Thyroid Nodules

The incidence of palpable (able to be felt) thyroid nodules is 5 percent. Five to 20 percent of patients with thyroid nodules will have cancer.

Evaluation

The patient should undergo a good history and physical examination, followed by a fine-needle aspiration biopsy.

History

Features suggestive of a cancerous thyroid nodule include:

  • Age – Benign thyroid disease is more common in middle-aged individuals and thyroid cancer is more prevalent among children and the elderly.
  • Sex (male) – Benign thyroid disease is more common in women but thyroid cancer is more common in men.
  • Presence of distant metastasis of unknown primary origin (especially lung metastasis).
  • Vocal cord paralysis resulting in hoarseness.
  • History of radiation to the neck – previously used for acne; enlarged tonsils, adenoids, or thymus; or skin infections Tumors associated with a history of radiation treatment are often multifocal (occurring in more than one location) papillary cancer. There has been a 30-fold increase in the incidence of thyroid cancer in the areas surrounding the Chernobyl nuclear accident of 1986 (areas of Belarus, the Ukraine and Russia).
  • Rapid growth or sudden change in the size of the nodule.
  • Residence of the individual –patients in areas without iodized salt are more likely to have benign thyroid disease (goiter).
  • Pressure effects (difficulty swallowing or breathing)

Physical Examination

The following may be signs of cancer:

  • Hard, non movable nodule.
  • Presence of cervical (in the neck region) lymph nodes that can be felt.

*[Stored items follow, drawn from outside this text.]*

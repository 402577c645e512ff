//! Durable session records and their stores.
//!
//! A [`Session`] binds an opaque, unguessable id to a user until
//! `expires_at`. The [`SessionStore`] trait is the persistence seam: SQLite
//! is the default backend, and [`MemorySessionStore`] keeps sessions in
//! process memory for single-node setups and tests.

use std::collections::HashMap;
use std::sync::{PoisonError, RwLock};

use async_trait::async_trait;
use base64::engine::general_purpose::URL_SAFE_NO_PAD;
use base64::Engine;
use chrono::{DateTime, Duration, Utc};
use rand::RngCore;

use crate::datetime::{format_datetime, parse_datetime};
use crate::db::DbPool;
use crate::Result;

/// Random bytes in a session id.
const SESSION_ID_BYTES: usize = 32;

/// Generate an opaque session id.
pub fn generate_session_id() -> String {
    let mut bytes = [0u8; SESSION_ID_BYTES];
    rand::rng().fill_bytes(&mut bytes);
    URL_SAFE_NO_PAD.encode(bytes)
}

/// A durable login session.
#[derive(Debug, Clone, PartialEq, Eq)]
pub struct Session {
    /// Opaque session id carried in the session cookie.
    pub id: String,
    /// Owning user.
    pub user_id: i64,
    /// When the session was created.
    pub created_at: DateTime<Utc>,
    /// When the session stops being valid.
    pub expires_at: DateTime<Utc>,
}

impl Session {
    /// Create a session for `user_id` starting at `now`.
    pub fn new(user_id: i64, lifetime: Duration, now: DateTime<Utc>) -> Self {
        Self {
            id: generate_session_id(),
            user_id,
            created_at: now,
            expires_at: now + lifetime,
        }
    }

    /// Whether the session has expired at `now`.
    pub fn is_expired_at(&self, now: DateTime<Utc>) -> bool {
        now >= self.expires_at
    }
}

/// Durable session persistence.
#[async_trait]
pub trait SessionStore: Send + Sync {
    /// Persist a new session.
    async fn create(&self, session: &Session) -> Result<()>;

    /// Look up a session by id, expired or not.
    async fn get(&self, id: &str) -> Result<Option<Session>>;

    /// Delete a session. Returns whether a record was removed.
    async fn delete(&self, id: &str) -> Result<bool>;

    /// Delete every session expired at `now`. Returns the number removed.
    async fn delete_expired(&self, now: DateTime<Utc>) -> Result<u64>;
}

#[derive(Debug, sqlx::FromRow)]
struct SessionRow {
    id: String,
    user_id: i64,
    created_at: String,
    expires_at: String,
}

impl From<SessionRow> for Session {
    fn from(row: SessionRow) -> Self {
        Session {
            id: row.id,
            user_id: row.user_id,
            created_at: parse_datetime(&row.created_at).unwrap_or_else(Utc::now),
            // An unreadable expiry is treated as already expired
            expires_at: parse_datetime(&row.expires_at).unwrap_or(DateTime::<Utc>::MIN_UTC),
        }
    }
}

/// SQLite-backed [`SessionStore`].
#[derive(Debug, Clone)]
pub struct SqliteSessionStore {
    pool: DbPool,
}

impl SqliteSessionStore {
    /// Create a store over the given pool.
    pub fn new(pool: DbPool) -> Self {
        Self { pool }
    }
}

#[async_trait]
impl SessionStore for SqliteSessionStore {
    async fn create(&self, session: &Session) -> Result<()> {
        sqlx::query("INSERT INTO sessions (id, user_id, created_at, expires_at) VALUES (?, ?, ?, ?)")
            .bind(&session.id)
            .bind(session.user_id)
            .bind(format_datetime(session.created_at))
            .bind(format_datetime(session.expires_at))
            .execute(&self.pool)
            .await?;
        Ok(())
    }

    async fn get(&self, id: &str) -> Result<Option<Session>> {
        let row = sqlx::query_as::<_, SessionRow>(
            "SELECT id, user_id, created_at, expires_at FROM sessions WHERE id = ?",
        )
        .bind(id)
        .fetch_optional(&self.pool)
        .await?;

        Ok(row.map(Session::from))
    }

    async fn delete(&self, id: &str) -> Result<bool> {
        let result = sqlx::query("DELETE FROM sessions WHERE id = ?")
            .bind(id)
            .execute(&self.pool)
            .await?;
        Ok(result.rows_affected() > 0)
    }

    async fn delete_expired(&self, now: DateTime<Utc>) -> Result<u64> {
        let result = sqlx::query("DELETE FROM sessions WHERE expires_at <= ?")
            .bind(format_datetime(now))
            .execute(&self.pool)
            .await?;
        Ok(result.rows_affected())
    }
}

/// In-process [`SessionStore`].
///
/// Sessions do not survive a restart.
#[derive(Debug, Default)]
pub struct MemorySessionStore {
    sessions: RwLock<HashMap<String, Session>>,
}

impl MemorySessionStore {
    /// Create an empty store.
    pub fn new() -> Self {
        Self::default()
    }

    /// Number of stored sessions.
    pub fn len(&self) -> usize {
        self.sessions
            .read()
            .unwrap_or_else(PoisonError::into_inner)
            .len()
    }

    /// Whether the store is empty.
    pub fn is_empty(&self) -> bool {
        self.len() == 0
    }
}

#[async_trait]
impl SessionStore for MemorySessionStore {
    async fn create(&self, session: &Session) -> Result<()> {
        self.sessions
            .write()
            .unwrap_or_else(PoisonError::into_inner)
            .insert(session.id.clone(), session.clone());
        Ok(())
    }

    async fn get(&self, id: &str) -> Result<Option<Session>> {
        Ok(self
            .sessions
            .read()
            .unwrap_or_else(PoisonError::into_inner)
            .get(id)
            .cloned())
    }

    async fn delete(&self, id: &str) -> Result<bool> {
        Ok(self
            .sessions
            .write()
            .unwrap_or_else(PoisonError::into_inner)
            .remove(id)
            .is_some())
    }

    async fn delete_expired(&self, now: DateTime<Utc>) -> Result<u64> {
        let mut sessions = self.sessions.write().unwrap_or_else(PoisonError::into_inner);
        let before = sessions.len();
        sessions.retain(|_, s| !s.is_expired_at(now));
        Ok((before - sessions.len()) as u64)
    }
}

#[cfg(test)]
mod tests {
    use super::*;
    use crate::db::{Database, SqliteUserStore, UserStore};
    use chrono::TimeZone;

    fn t0() -> DateTime<Utc> {
        Utc.with_ymd_and_hms(2024, 6, 1, 12, 0, 0).unwrap()
    }

    async fn sqlite_store() -> (SqliteSessionStore, i64) {
        let db = Database::open_in_memory().await.unwrap();
        let user = SqliteUserStore::new(db.pool().clone())
            .find_or_create("alice")
            .await
            .unwrap();
        (SqliteSessionStore::new(db.pool().clone()), user.id)
    }

    #[test]
    fn test_session_ids_are_unique_and_url_safe() {
        let a = generate_session_id();
        let b = generate_session_id();

        assert_ne!(a, b);
        assert_eq!(a.len(), 43);
        assert!(a
            .chars()
            .all(|c| c.is_ascii_alphanumeric() || c == '-' || c == '_'));
    }

    #[test]
    fn test_session_expiry() {
        let session = Session::new(1, Duration::days(7), t0());

        assert!(!session.is_expired_at(t0()));
        assert!(!session.is_expired_at(t0() + Duration::days(6)));
        assert!(session.is_expired_at(t0() + Duration::days(7)));
    }

    #[tokio::test]
    async fn test_sqlite_create_get_delete() {
        let (store, user_id) = sqlite_store().await;
        let session = Session::new(user_id, Duration::days(7), t0());

        store.create(&session).await.unwrap();
        assert_eq!(store.get(&session.id).await.unwrap(), Some(session.clone()));

        assert!(store.delete(&session.id).await.unwrap());
        assert!(store.get(&session.id).await.unwrap().is_none());

        // Absence is not an error
        assert!(!store.delete(&session.id).await.unwrap());
    }

    #[tokio::test]
    async fn test_sqlite_delete_expired() {
        let (store, user_id) = sqlite_store().await;
        let short = Session::new(user_id, Duration::hours(1), t0());
        let long = Session::new(user_id, Duration::days(7), t0());
        store.create(&short).await.unwrap();
        store.create(&long).await.unwrap();

        let removed = store.delete_expired(t0() + Duration::hours(2)).await.unwrap();

        assert_eq!(removed, 1);
        assert!(store.get(&short.id).await.unwrap().is_none());
        assert!(store.get(&long.id).await.unwrap().is_some());
    }

    #[tokio::test]
    async fn test_memory_store() {
        let store = MemorySessionStore::new();
        let short = Session::new(1, Duration::hours(1), t0());
        let long = Session::new(1, Duration::days(7), t0());
        store.create(&short).await.unwrap();
        store.create(&long).await.unwrap();
        assert_eq!(store.len(), 2);

        assert_eq!(store.get(&long.id).await.unwrap(), Some(long.clone()));
        assert_eq!(store.delete_expired(t0() + Duration::hours(2)).await.unwrap(), 1);

        assert!(store.delete(&long.id).await.unwrap());
        assert!(store.is_empty());
    }
}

Fine Needle Aspiration Biopsy

The accuracy of this text exceeds 90 percent (1 percent false positive, 5 percent false negative). It is done with a small (22 or 25 gouge) needle. The results are interpreted as malignant, suspicious, benign or inadequate.

  • Malignant (5%) – Papillary cancer, medullary cancer, anaplastic cancer or lymphoma.
  • Suspicious (15%) – Follicular neoplasm, Hurthle cell lesion. Most of these patients are recommended to have surgery because these lesions can not be determined to be benign or cancerous based on aspiration biopsy.
  • Benign (65%) – Colloid goiter, colloid cyst, thyroiditis. These patients are usually observed. Suppressive therapy with thyroid hormone is sometimes used in an attempt to suppress the growth of the nodule or decrease the size of a goiter.
  • Inadequate (15%) – Technical problems (inadequate number of cells aspirated), degenerative nodule, hemorrhagic cyst. These studies are usually repeated.

Laboratory

Tests should be performed for levels of TSH and TT4 (most patients with thyroid nodules have normal thyroid hormone levels). Calcitonin (another hormone) levels should be checked if the patient has a family history of thyroid cancer or multiple endocrine neoplasia (MEN).

Other Tests

Other tests include:

  • Thyroid ultrasound – Delineates between a solid mass and a cystic mass and confirms that a solitary nodule is not a dominant nodule in a multi-nodular goiter. Fifteen percent of solid nodules are cancerous while 5 percent of cystic nodules are cancerous.
  • Thyroid scan – Uses radioactivity to determine if a thyroid nodule is producing thyroid hormone. Cold nodules reflect non-functioning thyroid nodules with an incidence of cancer of 15-20 percent, while hot nodules reflect functioning thyroid tissue with an incidence of cancer of 4 percent.
  • CT scan – Not generally recommended for the evaluation of thyroid masses. The test may be useful in large masses to evaluate for extension under the breastbone or to evaluate for extension into other structures by large tumors.
  • MRI – Rarely used for the evaluation of thyroid masses, but it often finds incidental thyroid masses when done for other purposes.